Um traço de dúvida quase imperceptível surgiu no olhar de Yan Sanhe, que discretamente lançou um olhar para trás da cortina.
Pouco depois, o atendente saiu de lá, trazendo um pequeno pacote de papel.
“Está moído, aqui está.”
Yan Sanhe foi até ele, guardou o pacote e perguntou: “Por favor, onde fica a residência de Xie Daozhi?”
“Quem?”
O atendente achou que tinha ouvido errado e tornou a perguntar.
“Xie Daozhi.”
Embora seu rosto não demonstrasse, por dentro, o atendente estava em choque, pensando apenas:
Que relação teria essa moça com a família Xie?
Na capital imperial, poucos ousavam chamar o senhor Xie pelo nome!
“Saia, vire à esquerda, atravesse quatro vielas e siga por mais quinze minutos; não é longe.”
A voz do homem na cadeira de mestre era firme, com um tom de leve diversão.
Yan Sanhe ergueu os olhos e, ao cruzar o olhar com ele, respondeu sem emoção: “Obrigada.”
O homem tocou o nariz e, após uma breve tosse, não disse mais nada.

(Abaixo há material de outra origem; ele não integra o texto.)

use std::time::Duration;

use async_trait::async_trait;
use moka::Expiry;
use moka::future::Cache;
use serde::{Deserialize, Serialize};

use crate::config::CacheConfig;
use crate::error::CacheError;
use crate::types::InstrumentRecord;

/// What a resolution lookup left behind in the cache.
///
/// Negative entries record a confirmed "not found" across every fallback
/// source, so repeated lookups for a delisted or mistyped ISIN stop hitting
/// the upstream until the (shorter) negative TTL elapses.
#[derive(Debug, Clone, PartialEq, Eq, Serialize, Deserialize)]
pub enum CacheEntry {
    /// A successful resolution.
    Found(InstrumentRecord),
    /// All sources confirmed absence.
    NegativeResult,
}

/// TTL key/value store contract.
///
/// Keys are namespaced by purpose (`isin:<ISIN>` for resolution results).
/// The contract is async because implementations may sit behind a network
/// protocol; callers treat any `CacheError` as a miss/no-op, so a backend
/// outage degrades latency and upstream load, never correctness.
#[async_trait]
pub trait CacheStore: Send + Sync {
    /// Fetch a live (non-expired) entry.
    ///
    /// # Errors
    /// `CacheError` when the backend is unreachable.
    async fn get(&self, key: &str) -> Result<Option<CacheEntry>, CacheError>;

    /// Store an entry with a per-entry time-to-live.
    ///
    /// # Errors
    /// `CacheError` when the backend is unreachable.
    async fn put(&self, key: String, entry: CacheEntry, ttl: Duration) -> Result<(), CacheError>;
}

#[derive(Clone)]
struct Stored {
    entry: CacheEntry,
    ttl: Duration,
}

struct PerEntryExpiry;

impl Expiry<String, Stored> for PerEntryExpiry {
    fn expire_after_create(
        &self,
        _key: &String,
        value: &Stored,
        _created_at: std::time::Instant,
    ) -> Option<Duration> {
        Some(value.ttl)
    }

    // Overwrites carry their own TTL; a refreshed positive entry must not
    // inherit the short deadline of the negative entry it replaces.
    fn expire_after_update(
        &self,
        _key: &String,
        value: &Stored,
        _updated_at: std::time::Instant,
        _duration_until_expiry: Option<Duration>,
    ) -> Option<Duration> {
        Some(value.ttl)
    }
}

/// Bundled in-process cache backed by `moka`, with per-entry expiry so
/// positive and negative entries can carry different TTLs in one store.
pub struct MemoryCache {
    inner: Cache<String, Stored>,
}

impl MemoryCache {
    /// Build a cache bounded by `cfg.max_entries`.
    #[must_use]
    pub fn new(cfg: &CacheConfig) -> Self {
        let inner = Cache::builder()
            .max_capacity(cfg.max_entries)
            .expire_after(PerEntryExpiry)
            .build();
        Self { inner }
    }
}

#[async_trait]
impl CacheStore for MemoryCache {
    async fn get(&self, key: &str) -> Result<Option<CacheEntry>, CacheError> {
        Ok(self.inner.get(key).await.map(|s| s.entry))
    }

    async fn put(&self, key: String, entry: CacheEntry, ttl: Duration) -> Result<(), CacheError> {
        self.inner.insert(key, Stored { entry, ttl }).await;
        Ok(())
    }
}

Yan Sanhe virou-se para sair, mas parou na porta, hesitou por um instante e por fim falou:
“Peça aos da família Ji que abram o túmulo e verifiquem se o caixão da velha senhora está rachado.”
O atendente sentiu as pernas fraquejarem, quase perdeu o controle.
Ao levantar os olhos, não viu mais a moça, apenas o canto da roupa azulada sumindo.
“Senhor terceiro, aquela moça…”
“Interessante!”
O homem chamado de senhor terceiro, com indolência, trocou a perna cruzada.